In his office, he confessed that he had been investigated for misconduct before, having plagiarized text in three NSF grant proposals. June outlined the evidence that she submitted to the University for the inquiry. His apologies struck a chord with her; she began to worry about his family. After everything was in the open and June was preparing to leave, he begged for her help. 

“Can you please help me get out of the situation without regard to your ethical standards, and I will help you graduate in whatever way you like,” he told her. She only realized what he was trying to do after she left his office. It was a bribe. She severed all communication with the PI in early December 2016. 

June kept meticulous notes throughout the process. To prepare for questions the inquiry committee might ask, she was reviewing her coworkers’ lab notebooks one evening when she came across one last transgression. One of her claims suggested that the PI fabricated a mouse surgery, and she noticed that someone had written over a similar experiment to make the record look like the surgery had taken place. The writing was in different color ink and was strikingly similar to her PI’s. June forwarded this finding to the inquiry committee and waited to hear back. 

Over a year later, the National Science Foundation’s Semiannual Report to Congress contained an anonymized summary of a research misconduct case. The summary was titled “Assistant Professor who previously committed research misconduct falsified data.” It outlined falsified data in two figures submitted in grant proposals to the agency and mentioned the falsification of data records in a lab notebook, clearly referring to June’s PI. A link to a past misconduct case, which occurred at a “Tennessee university”, was included. The summary recommended that the “NSF make a finding of research misconduct and debar the PI for five years.” It also recommended that the NSF certify the integrity of his proposals for ten years. The summary says that the PI resigned from Vanderbilt, but the university website suggests he kept an academic position there. He now holds a professorship in South Korea. 

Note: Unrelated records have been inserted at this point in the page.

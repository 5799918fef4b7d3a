use chrono::{DateTime, Duration, Utc};
use rand::Rng;

use crate::error::{AppError, AppResult};
use crate::types::{CouponType, NewCoupon};

const ALPHANUMERIC: &[u8] = b"ABCDEFGHIJKLMNOPQRSTUVWXYZ0123456789";

pub const MAX_BATCH: u32 = 100;

fn segment<R: Rng + ?Sized>(rng: &mut R, len: usize) -> String {
    (0..len)
        .map(|_| ALPHANUMERIC[rng.gen_range(0..ALPHANUMERIC.len())] as char)
        .collect()
}

/// `XXXX-###-XXX`. Uniqueness is left to the database index.
pub fn generate_code<R: Rng + ?Sized>(rng: &mut R) -> String {
    format!(
        "{}-{}-{}",
        segment(rng, 4),
        rng.gen_range(100..=999),
        segment(rng, 3)
    )
}

pub fn normalize_code(code: &str) -> String {
    code.trim().to_ascii_uppercase()
}

#[cfg(test)]
pub fn is_well_formed(code: &str) -> bool {
    let parts: Vec<&str> = code.split('-').collect();
    let upper_alnum = |s: &str| s.bytes().all(|b| ALPHANUMERIC.contains(&b));

    match parts.as_slice() {
        [head, digits, tail] => {
            head.len() == 4
                && upper_alnum(head)
                && tail.len() == 3
                && upper_alnum(tail)
                && digits
                    .parse::<u16>()
                    .map_or(false, |n| (100..=999).contains(&n) && digits.len() == 3)
        }
        _ => false,
    }
}

/// Validated generation request.
#[derive(Debug, Clone, Copy)]
pub struct BatchRequest {
    pub coupon_type: CouponType,
    pub count: u32,
    pub expires_in_days: Option<i64>,
}

impl BatchRequest {
    pub fn parse(
        coupon_type: Option<&str>,
        count: Option<i64>,
        expires_in_days: Option<i64>,
    ) -> AppResult<Self> {
        let coupon_type = coupon_type
            .unwrap_or_default()
            .parse::<CouponType>()
            .map_err(|_| AppError::InvalidArgument("Invalid coupon type".to_string()))?;

        let count = count.unwrap_or(1);
        if !(1..=MAX_BATCH as i64).contains(&count) {
            return Err(AppError::InvalidArgument(format!(
                "Count must be between 1 and {MAX_BATCH}"
            )));
        }

        if let Some(days) = expires_in_days {
            if days < 1 {
                return Err(AppError::InvalidArgument(
                    "expires_in_days must be positive".to_string(),
                ));
            }
        }

        Ok(Self {
            coupon_type,
            count: count as u32,
            expires_in_days,
        })
    }

    pub fn build<R: Rng + ?Sized>(&self, rng: &mut R, now: DateTime<Utc>) -> Vec<NewCoupon> {
        let expires_at = self.expires_in_days.map(|days| now + Duration::days(days));
        (0..self.count)
            .map(|_| NewCoupon {
                code: generate_code(rng),
                coupon_type: self.coupon_type,
                expires_at,
            })
            .collect()
    }
}
use std::sync::Arc;

use async_trait::async_trait;
use chrono::{DateTime, Utc};
use uuid::Uuid;

use crate::storage::{ObjectStorage, RetryPolicy};
use crate::token::TokenKeys;
use crate::types::{Coupon, CouponType, MediaItem, MediaType, NewCoupon, NewMedia, UnknownType};

pub use postgres::{PgCouponStore, PgMediaCatalog};

#[cfg(test)]
pub mod memory;
mod postgres;

/// Shared, immutable application state. Durable state lives behind the
/// collaborators; nothing here is mutated after startup.
pub struct Store {
    pub coupons: Arc<dyn CouponStore>,
    pub media: Arc<dyn MediaCatalog>,
    pub storage: Arc<dyn ObjectStorage>,
    pub access_keys: TokenKeys,
    pub admin: AdminAuth,
    pub upload_retry: RetryPolicy,
}

pub struct AdminAuth {
    pub keys: TokenKeys,
    pub password_hash: Option<String>,
    pub cookie_secure: bool,
}

#[derive(Debug, thiserror::Error)]
pub enum StoreError {
    #[error("database error: {0}")]
    Database(#[from] sqlx::Error),
    #[error("corrupt record: {0}")]
    Corrupt(#[from] UnknownType),
}

#[derive(Debug, Clone, Default)]
pub struct CouponFilter {
    pub coupon_type: Option<CouponType>,
    pub redeemed: Option<bool>,
    pub created_from: Option<DateTime<Utc>>,
    pub created_to: Option<DateTime<Utc>>,
}

#[derive(Debug, Clone, Copy, PartialEq, Eq, Default)]
pub enum CouponSort {
    #[default]
    CreatedAt,
    ExpiresAt,
    RedeemedAt,
    Code,
    Type,
    Redeemed,
}

impl CouponSort {
    pub fn parse(value: &str) -> Option<Self> {
        match value {
            "created_at" => Some(Self::CreatedAt),
            "expires_at" => Some(Self::ExpiresAt),
            "redeemed_at" => Some(Self::RedeemedAt),
            "code" => Some(Self::Code),
            "type" => Some(Self::Type),
            "redeemed" => Some(Self::Redeemed),
            _ => None,
        }
    }

    pub fn column(self) -> &'static str {
        match self {
            Self::CreatedAt => "created_at",
            Self::ExpiresAt => "expires_at",
            Self::RedeemedAt => "redeemed_at",
            Self::Code => "code",
            Self::Type => "type",
            Self::Redeemed => "redeemed",
        }
    }
}

#[derive(Debug, Clone)]
pub struct CouponQuery {
    pub filter: CouponFilter,
    pub sort: CouponSort,
    pub ascending: bool,
    pub limit: i64,
    pub offset: i64,
}

#[derive(Debug)]
pub struct CouponPage {
    pub coupons: Vec<Coupon>,
    pub total: i64,
}

#[async_trait]
pub trait CouponStore: Send + Sync {
    /// Inserts the whole batch or nothing.
    async fn insert_batch(&self, coupons: &[NewCoupon]) -> Result<Vec<Coupon>, StoreError>;

    async fn find_by_code(&self, code: &str) -> Result<Option<Coupon>, StoreError>;

    async fn find_by_id(&self, id: Uuid) -> Result<Option<Coupon>, StoreError>;

    /// Flips an unredeemed coupon to redeemed in one conditional write.
    /// Returns `None` when the coupon was already redeemed (or does not exist).
    async fn mark_redeemed(
        &self,
        id: Uuid,
        redeemed_at: DateTime<Utc>,
        expires_at: DateTime<Utc>,
    ) -> Result<Option<Coupon>, StoreError>;

    async fn list(&self, query: &CouponQuery) -> Result<CouponPage, StoreError>;

    /// All matching coupons, newest first.
    async fn export(&self, filter: &CouponFilter) -> Result<Vec<Coupon>, StoreError>;
}

#[async_trait]
pub trait MediaCatalog: Send + Sync {
    async fn insert(&self, media: &NewMedia) -> Result<MediaItem, StoreError>;

    async fn find(&self, id: Uuid) -> Result<Option<MediaItem>, StoreError>;

    async fn find_many(&self, ids: &[Uuid]) -> Result<Vec<MediaItem>, StoreError>;

    /// Newest first, restricted to one media type when `scope` is set.
    async fn list(&self, scope: Option<MediaType>) -> Result<Vec<MediaItem>, StoreError>;

    async fn delete_many(&self, ids: &[Uuid]) -> Result<u64, StoreError>;
}
use std::time::Duration;

use axum::{
    body::StreamBody,
    http::{header, HeaderMap, HeaderValue},
    response::{IntoResponse, Redirect, Response},
};

use crate::error::{AppError, AppResult};
use crate::mime_types;
use crate::storage::{ObjectStorage, PREVIEW_URL_TTL, VIDEO_DOWNLOAD_URL_TTL};
use crate::types::{MediaItem, MediaType};

const INLINE_CACHE: &str = "public, max-age=3600";
const VIDEO_ATTACHMENT_CACHE: &str = "public, max-age=31536000";
const NO_CACHE: &str = "no-cache, no-store, must-revalidate";

#[derive(Debug, Clone, Copy, PartialEq, Eq)]
pub enum Delivery {
    /// Proxied for in-page playback or display.
    Inline,
    /// Proxied as a file download under the display name.
    Attachment,
    /// Like `Attachment`, but large video containers are redirected to storage.
    Download,
}

pub fn content_disposition(item: &MediaItem) -> String {
    format!(
        "attachment; filename=\"{}\"",
        urlencoding::encode(item.display_name())
    )
}

fn attachment_ttl(item: &MediaItem) -> Duration {
    if item.media_type == MediaType::Video {
        VIDEO_DOWNLOAD_URL_TTL
    } else {
        PREVIEW_URL_TTL
    }
}

pub async fn deliver(
    storage: &dyn ObjectStorage,
    item: &MediaItem,
    delivery: Delivery,
) -> AppResult<Response> {
    let session = storage.authorize().await?;
    let descriptor = item.storage_descriptor();
    let is_video = item.media_type == MediaType::Video;

    if delivery == Delivery::Download
        && is_video
        && mime_types::is_redirected_video(&item.file_name)
    {
        let signed = storage
            .signed_url(&session, &descriptor, VIDEO_DOWNLOAD_URL_TTL)
            .await?;
        tracing::info!(media_id = %item.id, "redirecting video download to storage");
        return Ok(Redirect::temporary(&signed.redirect_url()).into_response());
    }

    let ttl = match delivery {
        Delivery::Inline => PREVIEW_URL_TTL,
        Delivery::Attachment | Delivery::Download => attachment_ttl(item),
    };
    let signed = storage.signed_url(&session, &descriptor, ttl).await?;
    let stream = storage.open(&signed).await?;

    let mut headers = HeaderMap::new();
    headers.insert(
        header::CONTENT_TYPE,
        HeaderValue::from_static(mime_types::content_type_for(&item.file_name, item.media_type)),
    );

    match delivery {
        Delivery::Inline => {
            headers.insert(header::CACHE_CONTROL, HeaderValue::from_static(INLINE_CACHE));
            if is_video {
                headers.insert(header::ACCEPT_RANGES, HeaderValue::from_static("bytes"));
            }
        }
        Delivery::Attachment | Delivery::Download => {
            let disposition = HeaderValue::from_str(&content_disposition(item))
                .map_err(|err| AppError::Internal(format!("invalid content disposition: {err}")))?;
            headers.insert(header::CONTENT_DISPOSITION, disposition);
            headers.insert(
                header::CACHE_CONTROL,
                HeaderValue::from_static(if is_video {
                    VIDEO_ATTACHMENT_CACHE
                } else {
                    NO_CACHE
                }),
            );
        }
    }

    Ok((headers, StreamBody::new(stream)).into_response())
}
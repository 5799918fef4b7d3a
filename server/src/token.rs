//! HS256 bearer tokens for coupon access and admin sessions.

use std::fmt;

use axum::http::{header, HeaderMap};
use chrono::{DateTime, Duration, Utc};
use jsonwebtoken::{errors::ErrorKind, Algorithm, DecodingKey, EncodingKey, Header, Validation};
use serde::{de::DeserializeOwned, Deserialize, Serialize};
use uuid::Uuid;

pub const ACCESS_TOKEN_TTL_HOURS: i64 = 24;
pub const ADMIN_SESSION_TTL_HOURS: i64 = 8;

/// Why a token was refused. Clients only ever see a generic 401.
#[derive(Debug, Clone, Copy, PartialEq, Eq, thiserror::Error)]
pub enum TokenError {
    #[error("token missing")]
    Missing,
    #[error("token malformed")]
    Malformed,
    #[error("token signature invalid")]
    InvalidSignature,
    #[error("token expired")]
    Expired,
}

impl TokenError {
    pub fn reason(self) -> &'static str {
        match self {
            Self::Missing => "missing",
            Self::Malformed => "malformed",
            Self::InvalidSignature => "invalid_signature",
            Self::Expired => "expired",
        }
    }
}

impl From<jsonwebtoken::errors::Error> for TokenError {
    fn from(err: jsonwebtoken::errors::Error) -> Self {
        match err.kind() {
            ErrorKind::ExpiredSignature => Self::Expired,
            ErrorKind::InvalidSignature => Self::InvalidSignature,
            _ => Self::Malformed,
        }
    }
}

/// Signing material plus the lifetime of the tokens it mints.
#[derive(Clone)]
pub struct TokenKeys {
    encoding: EncodingKey,
    decoding: DecodingKey,
    ttl: Duration,
}

impl fmt::Debug for TokenKeys {
    fn fmt(&self, f: &mut fmt::Formatter<'_>) -> fmt::Result {
        f.debug_struct("TokenKeys")
            .field("secret", &"[REDACTED]")
            .field("ttl", &self.ttl)
            .finish()
    }
}

impl TokenKeys {
    pub fn new(secret: &str, ttl: Duration) -> Self {
        Self {
            encoding: EncodingKey::from_secret(secret.as_bytes()),
            decoding: DecodingKey::from_secret(secret.as_bytes()),
            ttl,
        }
    }

    pub fn access(secret: &str) -> Self {
        Self::new(secret, Duration::hours(ACCESS_TOKEN_TTL_HOURS))
    }

    pub fn admin(secret: &str) -> Self {
        Self::new(secret, Duration::hours(ADMIN_SESSION_TTL_HOURS))
    }

    pub fn ttl(&self) -> Duration {
        self.ttl
    }

    fn encode<C: Serialize>(&self, claims: &C) -> Result<String, jsonwebtoken::errors::Error> {
        jsonwebtoken::encode(&Header::new(Algorithm::HS256), claims, &self.encoding)
    }

    fn decode<C: DeserializeOwned>(&self, token: &str) -> Result<C, TokenError> {
        let mut validation = Validation::new(Algorithm::HS256);
        validation.leeway = 0;
        let data = jsonwebtoken::decode::<C>(token, &self.decoding, &validation)?;
        Ok(data.claims)
    }
}

#[derive(Debug, Serialize, Deserialize)]
#[serde(rename_all = "camelCase")]
pub struct AccessClaims {
    pub coupon_id: Uuid,
    pub iat: i64,
    pub exp: i64,
}

#[derive(Debug, Serialize, Deserialize)]
pub struct AdminClaims {
    pub admin: bool,
    pub iat: i64,
    pub exp: i64,
}

#[derive(Debug, Clone)]
pub struct MintedToken {
    pub token: String,
    pub expires_at: DateTime<Utc>,
}

/// Binds a client to one coupon for the key's lifetime, independent of the
/// coupon record's own `expires_at`.
pub fn issue_access_token(
    keys: &TokenKeys,
    coupon_id: Uuid,
    now: DateTime<Utc>,
) -> Result<MintedToken, jsonwebtoken::errors::Error> {
    let expires_at = now + keys.ttl;
    let claims = AccessClaims {
        coupon_id,
        iat: now.timestamp(),
        exp: expires_at.timestamp(),
    };
    Ok(MintedToken {
        token: keys.encode(&claims)?,
        expires_at,
    })
}

pub fn verify_access_token(keys: &TokenKeys, token: &str) -> Result<Uuid, TokenError> {
    keys.decode::<AccessClaims>(token)
        .map(|claims| claims.coupon_id)
}

pub fn issue_admin_token(
    keys: &TokenKeys,
    now: DateTime<Utc>,
) -> Result<MintedToken, jsonwebtoken::errors::Error> {
    let expires_at = now + keys.ttl;
    let claims = AdminClaims {
        admin: true,
        iat: now.timestamp(),
        exp: expires_at.timestamp(),
    };
    Ok(MintedToken {
        token: keys.encode(&claims)?,
        expires_at,
    })
}

pub fn verify_admin_token(keys: &TokenKeys, token: &str) -> Result<(), TokenError> {
    let claims = keys.decode::<AdminClaims>(token)?;
    if claims.admin {
        Ok(())
    } else {
        Err(TokenError::Malformed)
    }
}

/// Clients that lost their token tend to send these literals instead.
fn usable(token: &str) -> Option<String> {
    let token = token.trim();
    match token {
        "" | "null" | "undefined" => None,
        _ => Some(token.to_string()),
    }
}

pub fn bearer_token(headers: &HeaderMap) -> Option<String> {
    headers
        .get(header::AUTHORIZATION)?
        .to_str()
        .ok()?
        .strip_prefix("Bearer ")
        .and_then(usable)
}

/// Prefers an explicit `?token=` value and falls back to the bearer header.
pub fn query_or_bearer_token(query: Option<&str>, headers: &HeaderMap) -> Option<String> {
    query.and_then(usable).or_else(|| bearer_token(headers))
}

pub fn cookie_value(headers: &HeaderMap, name: &str) -> Option<String> {
    headers
        .get_all(header::COOKIE)
        .iter()
        .filter_map(|value| value.to_str().ok())
        .flat_map(|cookies| cookies.split(';'))
        .find_map(|cookie| {
            let (key, value) = cookie.trim().split_once('=')?;
            (key == name).then(|| value.to_string())
        })
        .and_then(|value| usable(&value))
}
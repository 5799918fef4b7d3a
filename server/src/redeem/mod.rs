use std::sync::Arc;

use axum::{extract::State, Json};
use chrono::{DateTime, Utc};
use serde::{Deserialize, Serialize};
use utoipa::ToSchema;

use crate::coupon::normalize_code;
use crate::error::{AppError, AppResult, ErrorBody};
use crate::store::{CouponStore, Store};
use crate::token::{self, MintedToken, TokenKeys};
use crate::types::{access_window, Coupon, CouponState, CouponType};


#[derive(Serialize, Deserialize, ToSchema)]
pub(super) struct RedeemPayload {
    #[schema(example = "K7QD-482-ZP1")]
    pub code: Option<String>,
}

#[derive(Serialize, Deserialize, ToSchema)]
#[serde(rename_all = "camelCase")]
pub(super) struct RedeemResult {
    pub success: bool,
    pub access_token: String,
    #[serde(rename = "expires_at")]
    pub expires_at: DateTime<Utc>,
    #[serde(rename = "type")]
    pub coupon_type: CouponType,
}

pub struct Redemption {
    pub coupon: Coupon,
    pub token: MintedToken,
}

/// Opens the access window on first use and re-issues tokens while it lasts.
/// The window is never extended by a repeated redemption.
pub async fn redeem(
    coupons: &dyn CouponStore,
    keys: &TokenKeys,
    code: &str,
    now: DateTime<Utc>,
) -> AppResult<Redemption> {
    let code = normalize_code(code);
    if code.is_empty() {
        return Err(AppError::InvalidArgument("Coupon code is required".to_string()));
    }

    let coupon = coupons
        .find_by_code(&code)
        .await?
        .ok_or(AppError::InvalidCoupon)?;

    let coupon = match coupon.state(now) {
        CouponState::Unredeemed => {
            match coupons
                .mark_redeemed(coupon.id, now, now + access_window())
                .await?
            {
                Some(activated) => {
                    tracing::info!(coupon_id = %activated.id, "coupon activated");
                    activated
                }
                // Someone else redeemed it between the read and the write.
                None => coupons
                    .find_by_id(coupon.id)
                    .await?
                    .ok_or(AppError::InvalidCoupon)?,
            }
        }
        _ => coupon,
    };

    if coupon.state(now) == CouponState::Expired {
        tracing::debug!(coupon_id = %coupon.id, "redemption of expired coupon");
        return Err(AppError::CouponExpired);
    }

    let token = token::issue_access_token(keys, coupon.id, now)
        .map_err(|err| AppError::Internal(format!("failed to sign access token: {err}")))?;

    Ok(Redemption { coupon, token })
}

#[utoipa::path(
    post,
    path = "/coupons/redeem",
    tag = "redeem",
    request_body = RedeemPayload,
    responses(
        (status = 200, description = "Coupon redeemed, access token issued", body = RedeemResult),
        (status = 400, description = "Missing code, or the coupon's access window has closed", body = ErrorBody),
        (status = 404, description = "No coupon with this code", body = ErrorBody),
    )
)]
pub(super) async fn redeem_coupon(
    State(store): State<Arc<Store>>,
    Json(payload): Json<RedeemPayload>,
) -> AppResult<Json<RedeemResult>> {
    let Redemption { coupon, token } = redeem(
        store.coupons.as_ref(),
        &store.access_keys,
        payload.code.as_deref().unwrap_or_default(),
        Utc::now(),
    )
    .await?;

    Ok(Json(RedeemResult {
        success: true,
        access_token: token.token,
        expires_at: coupon.expires_at.unwrap_or(token.expires_at),
        coupon_type: coupon.coupon_type,
    }))
}
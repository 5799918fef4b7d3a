use std::fmt;
use std::net::{Ipv4Addr, SocketAddr};

#[derive(Debug, thiserror::Error)]
pub enum ConfigError {
    #[error("{0} missing in environment")]
    Missing(&'static str),
    #[error("{name} is invalid: {reason}")]
    Invalid { name: &'static str, reason: String },
}

#[derive(Clone)]
pub struct B2Config {
    pub key_id: String,
    pub application_key: String,
    pub bucket_id: String,
    pub bucket_name: String,
    /// Overrides the download host returned by account authorization.
    pub download_url: Option<String>,
}

impl fmt::Debug for B2Config {
    fn fmt(&self, f: &mut fmt::Formatter<'_>) -> fmt::Result {
        f.debug_struct("B2Config")
            .field("key_id", &self.key_id)
            .field("application_key", &"[REDACTED]")
            .field("bucket_id", &self.bucket_id)
            .field("bucket_name", &self.bucket_name)
            .field("download_url", &self.download_url)
            .finish()
    }
}

#[derive(Clone)]
pub struct Config {
    pub database_url: String,
    pub coupon_secret: String,
    pub admin_jwt_secret: String,
    /// Base64 of a bcrypt hash. Login answers 500 while it is unset.
    pub admin_password_hash: Option<String>,
    pub b2: B2Config,
    pub bind_address: SocketAddr,
    pub cookie_secure: bool,
}

impl fmt::Debug for Config {
    fn fmt(&self, f: &mut fmt::Formatter<'_>) -> fmt::Result {
        f.debug_struct("Config")
            .field("database_url", &"[REDACTED]")
            .field("coupon_secret", &"[REDACTED]")
            .field("admin_jwt_secret", &"[REDACTED]")
            .field("admin_password_hash", &self.admin_password_hash.as_ref().map(|_| "[REDACTED]"))
            .field("b2", &self.b2)
            .field("bind_address", &self.bind_address)
            .field("cookie_secure", &self.cookie_secure)
            .finish()
    }
}

impl Config {
    pub fn from_env() -> Result<Self, ConfigError> {
        Self::from_lookup(|name| std::env::var(name).ok())
    }

    pub fn from_lookup(lookup: impl Fn(&str) -> Option<String>) -> Result<Self, ConfigError> {
        let optional = |name: &str| lookup(name).filter(|value| !value.trim().is_empty());
        let required = |name: &'static str| optional(name).ok_or(ConfigError::Missing(name));

        let bind_address = match optional("BIND_ADDRESS") {
            Some(value) => value.parse().map_err(|err: std::net::AddrParseError| {
                ConfigError::Invalid {
                    name: "BIND_ADDRESS",
                    reason: err.to_string(),
                }
            })?,
            None => SocketAddr::from((Ipv4Addr::LOCALHOST, 8080)),
        };

        let cookie_secure = match optional("COOKIE_SECURE").as_deref() {
            None | Some("false") | Some("0") => false,
            Some("true") | Some("1") => true,
            Some(other) => {
                return Err(ConfigError::Invalid {
                    name: "COOKIE_SECURE",
                    reason: format!("expected true or false, got {other}"),
                })
            }
        };

        Ok(Config {
            database_url: required("DATABASE_URL")?,
            coupon_secret: required("COUPON_SECRET")?,
            admin_jwt_secret: required("ADMIN_JWT_SECRET")?,
            admin_password_hash: optional("ADMIN_HASHED_PASSWORD_BASE64"),
            b2: B2Config {
                key_id: required("B2_KEY_ID")?,
                application_key: required("B2_APPLICATION_KEY")?,
                bucket_id: required("B2_BUCKET_ID")?,
                bucket_name: required("B2_BUCKET_NAME")?,
                download_url: optional("B2_DOWNLOAD_URL")
                    .map(|url| url.trim_end_matches('/').to_string()),
            },
            bind_address,
            cookie_secure,
        })
    }
}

As for June, she defended her Ph.D. (the university banned the PI from attending her defense) and graduated. She moved to Boston and now works at a biotechnology company. Although she is still skeptical of men who are more senior than her in the company, her distance from Nashville has helped her move on. When considering others who might be in her position, she hesitates: “I don’t know what the ethically realistic thing to do is,” June said. “You either have to choose to be realistic and keep your mouth shut and have your career not tainted or choose to be stupid and idealistic and file it officially.”